Dental Insurance Appeal Law – What to Do When Your Claim Gets Denied?


dental insurance appeal lawsThe dental insurance appeal law is important for anyone who is about to make a claim so they can get coverage for expenses incurred by dental care. Dental plans now offer consumers a way to receive dental care at a cost level that they can easily manage. A lot of dental plan providers have no problems promising coverage benefits to potential customers. They promise extensive coverage at low rates and several savings programs that include vision coverage, chiropractic coverage, and so on. These all sound really good, but when your time of need comes, the real test in the quality of the dental insurance plan you signed up for also comes.

Is your dental plan ready to deliver all its promised benefits? Does the company providing you with dental insurance respond promptly to your request for claims? And if your provider has denied your claim unfairly, how can you enjoy the benefits that you paid for? This is where dental insurance appeal law comes into play. Making an appeal takes a long process and you need to be familiar with the appeal laws to successfully get the claim you deserve.

What You Need to Know about the Dental Insurance Appeal Law

  • Understanding predetermination requirements
  • Requesting an appeal
  • Reviewing the appeal decision

1. Understanding predetermination requirements

Before anything else, you have to understand the predetermination requirements of dental insurance plans. Those who want to avail of the benefits of their dental insurance policy have to pass a predetermination process first to see whether their needed dental procedure is included in the set of benefits covered by their dental plan. This process should be done before the procedure begins and in conjunction with the dentist, who also wants to make sure that they will get paid for the procedure that they perform.

Although this process is not a requirement of the law, it is important to make sure that claims will be processed properly after the procedure is done. This is one way to prevent the need to make an appeal in case the claim is disapproved.

2. Requesting an appeal

If, however, your claim gets disapproved, then you need to request an appeal if you think the disapproval was unfair. Also, take note that for a claim denial to be valid, it should be communicated to the policyholder in written form, and a proper explanation should be provided in the said communication. If the policyholder, however, thinks that the claim denial is unjust, he or she must be able to file a claim within 240 days of the receipt of the denial letter. According to dental insurance appeal law, the appeal should also be made through written correspondence. If there is a need for any documents for the proper review of the claim denial, you, as the one making the claim, should also include such documents to facilitate the appeal process.

3. Reviewing the appeal decision

So what happens when you send in an appeal? Well, first, the insurance company will review the appeal carefully. The final decision should once again be sent to the policyholder through a letter. The dental insurance appeal law states that the insured should receive the final decision within 60 days from the receipt of the appeal request.

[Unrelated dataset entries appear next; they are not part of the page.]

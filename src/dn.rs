//! Distinguished names.
//!
//! A [`Dn`] keeps the string the caller supplied alongside a normalized form
//! used for equality. Parsing follows the RFC 4514 string representation:
//! RDNs separated by `,`, multi-valued RDNs joined with `+`, and `\` escaping
//! special characters.

use crate::error::{DirectoryError, DirectoryResult};
use crate::schema::{MatchingRule, SchemaRegistry};
use std::fmt;
use std::hash::{Hash, Hasher};

/// One `type=value` pair of an RDN.
#[derive(Debug, Clone, PartialEq, Eq)]
pub struct Ava {
    attribute: String,
    value: String,
    normalized: String,
}

impl Ava {
    /// Attribute type as written by the caller.
    pub fn attribute(&self) -> &str {
        &self.attribute
    }

    /// Unescaped value as written by the caller.
    pub fn value(&self) -> &str {
        &self.value
    }

    /// Normalized `type=value` form.
    pub fn normalized(&self) -> &str {
        &self.normalized
    }
}

/// A relative distinguished name: one or more AVAs.
#[derive(Debug, Clone, PartialEq, Eq)]
pub struct Rdn {
    avas: Vec<Ava>,
}

impl Rdn {
    pub fn avas(&self) -> &[Ava] {
        &self.avas
    }

    /// Normalized form, AVAs sorted so that `a=1+b=2` equals `b=2+a=1`.
    fn normalized(&self) -> String {
        let mut parts: Vec<&str> = self.avas.iter().map(|ava| ava.normalized()).collect();
        parts.sort_unstable();
        parts.join("+")
    }
}

/// A distinguished name.
///
/// Equality and hashing use the normalized form; [`fmt::Display`] renders the
/// user-provided form.
#[derive(Debug, Clone)]
pub struct Dn {
    up_name: String,
    rdns: Vec<Rdn>,
    normalized: String,
}

impl Dn {
    /// Parse a DN from its string representation.
    ///
    /// An empty or blank string yields the root DN.
    pub fn new(name: &str) -> DirectoryResult<Self> {
        let rdns = parse_rdns(name)?;
        let normalized = join_normalized(&rdns);
        Ok(Self {
            up_name: name.trim().to_string(),
            rdns,
            normalized,
        })
    }

    /// The empty DN naming the root of the tree.
    pub fn root() -> Self {
        Self {
            up_name: String::new(),
            rdns: Vec::new(),
            normalized: String::new(),
        }
    }

    /// The name exactly as supplied.
    pub fn up_name(&self) -> &str {
        &self.up_name
    }

    /// The normalized form used for comparison.
    pub fn normalized(&self) -> &str {
        &self.normalized
    }

    /// RDNs from the leaf upward.
    pub fn rdns(&self) -> &[Rdn] {
        &self.rdns
    }

    /// The leftmost RDN, absent for the root DN.
    pub fn rdn(&self) -> Option<&Rdn> {
        self.rdns.first()
    }

    pub fn size(&self) -> usize {
        self.rdns.len()
    }

    pub fn is_root(&self) -> bool {
        self.rdns.is_empty()
    }

    /// The DN with its leftmost RDN removed. The root has no parent.
    pub fn parent(&self) -> Option<Dn> {
        if self.is_root() {
            return None;
        }
        let rdns = self.rdns[1..].to_vec();
        let up_name = split_unescaped(&self.up_name, ',')
            .into_iter()
            .skip(1)
            .collect::<Vec<_>>()
            .join(",");
        let normalized = join_normalized(&rdns);
        Some(Self {
            up_name: up_name.trim().to_string(),
            rdns,
            normalized,
        })
    }

    /// Whether this DN lies strictly below `ancestor`.
    pub fn is_descendant_of(&self, ancestor: &Dn) -> bool {
        if self.rdns.len() <= ancestor.rdns.len() {
            return false;
        }
        let offset = self.rdns.len() - ancestor.rdns.len();
        self.rdns[offset..]
            .iter()
            .zip(&ancestor.rdns)
            .all(|(a, b)| a.normalized() == b.normalized())
    }

    /// Re-normalize every AVA against the schema: attribute types become OIDs
    /// and values go through their type's equality rule.
    ///
    /// Fails with `NoSuchAttribute` when an RDN names an unknown type.
    pub fn normalize_with(&self, registry: &SchemaRegistry) -> DirectoryResult<Dn> {
        let mut rdns = self.rdns.clone();
        for rdn in &mut rdns {
            for ava in &mut rdn.avas {
                let attribute_type = registry.lookup(&ava.attribute)?;
                let value = attribute_type
                    .equality()
                    .and_then(MatchingRule::from_id)
                    .and_then(|rule| rule.normalize_text(&ava.value).ok())
                    .unwrap_or_else(|| ava.value.clone());
                ava.normalized = format!("{}={}", attribute_type.oid(), escape(&value));
            }
        }
        let normalized = join_normalized(&rdns);
        Ok(Self {
            up_name: self.up_name.clone(),
            rdns,
            normalized,
        })
    }
}

impl Default for Dn {
    fn default() -> Self {
        Self::root()
    }
}

impl PartialEq for Dn {
    fn eq(&self, other: &Self) -> bool {
        self.normalized == other.normalized
    }
}

impl Eq for Dn {}

impl Hash for Dn {
    fn hash<H: Hasher>(&self, state: &mut H) {
        self.normalized.hash(state);
    }
}

impl fmt::Display for Dn {
    fn fmt(&self, f: &mut fmt::Formatter<'_>) -> fmt::Result {
        f.write_str(&self.up_name)
    }
}

impl TryFrom<&str> for Dn {
    type Error = DirectoryError;

    fn try_from(value: &str) -> DirectoryResult<Self> {
        Self::new(value)
    }
}

impl std::str::FromStr for Dn {
    type Err = DirectoryError;

    fn from_str(s: &str) -> DirectoryResult<Self> {
        Self::new(s)
    }
}

fn join_normalized(rdns: &[Rdn]) -> String {
    rdns.iter().map(Rdn::normalized).collect::<Vec<_>>().join(",")
}

fn parse_rdns(name: &str) -> DirectoryResult<Vec<Rdn>> {
    if name.trim().is_empty() {
        return Ok(Vec::new());
    }
    if name.trim_end().ends_with('\\') {
        return Err(DirectoryError::invalid_dn(name, "dangling escape"));
    }

    split_unescaped(name, ',')
        .into_iter()
        .map(|rdn| {
            let avas = split_unescaped(rdn, '+')
                .into_iter()
                .map(|ava| parse_ava(name, ava))
                .collect::<DirectoryResult<Vec<_>>>()?;
            Ok(Rdn { avas })
        })
        .collect()
}

fn parse_ava(dn: &str, ava: &str) -> DirectoryResult<Ava> {
    let parts = split_unescaped(ava, '=');
    let (attribute, raw_value) = match parts.split_first() {
        Some((attribute, rest)) if !rest.is_empty() => (attribute.trim(), ava[attribute.len() + 1..].trim()),
        _ => return Err(DirectoryError::invalid_dn(dn, format!("'{}' is not type=value", ava.trim()))),
    };
    if attribute.is_empty() {
        return Err(DirectoryError::invalid_dn(dn, "empty attribute type"));
    }

    let value = unescape(raw_value);
    let collapsed = value.split_whitespace().collect::<Vec<_>>().join(" ");
    let normalized = format!(
        "{}={}",
        attribute.to_ascii_lowercase(),
        escape(&collapsed.to_lowercase())
    );
    Ok(Ava {
        attribute: attribute.to_string(),
        value,
        normalized,
    })
}

/// Split on `separator` wherever it is not escaped with a backslash.
fn split_unescaped(input: &str, separator: char) -> Vec<&str> {
    let mut parts = Vec::new();
    let mut start = 0;
    let mut escaped = false;
    for (i, c) in input.char_indices() {
        match c {
            _ if escaped => escaped = false,
            '\\' => escaped = true,
            c if c == separator => {
                parts.push(&input[start..i]);
                start = i + c.len_utf8();
            }
            _ => {}
        }
    }
    parts.push(&input[start..]);
    parts
}

fn unescape(value: &str) -> String {
    let mut out = String::with_capacity(value.len());
    let mut chars = value.chars();
    while let Some(c) = chars.next() {
        if c == '\\' {
            if let Some(next) = chars.next() {
                out.push(next);
            }
        } else {
            out.push(c);
        }
    }
    out
}

fn escape(value: &str) -> String {
    let mut out = String::with_capacity(value.len());
    for c in value.chars() {
        if matches!(c, ',' | '+' | '=' | '\\' | '"' | '<' | '>' | ';') {
            out.push('\\');
        }
        out.push(c);
    }
    out
}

In case the insurer cannot make a decision within 60 days, the company should inform the insurer that there will be an extension in the review. However, extensions can only exceed 2 60-day periods. If the final decision is in the negative, the ERISA law states that the insurer should provide a detailed explanation of why the insured’s appeal is finally denied.

Dental Insurance Appeal Law on Additional Appeals or Civil Cases

According to dental insurance appeal law, you can still make an additional appeal even after your first appeal is denied. However, this would already entail a civil case against the insurance company providing the dental insurance plan.

Before you can file an additional appeal, however, you have to wait for a cooling off period first. This cooling off period lasts for 60 days in most states. Once the 60-day cooling off period is over, the insured can file an additional appeal and has three to five years to resolve it. This is based on the common dental insurance appeal law that governs dental claim appeals in most states.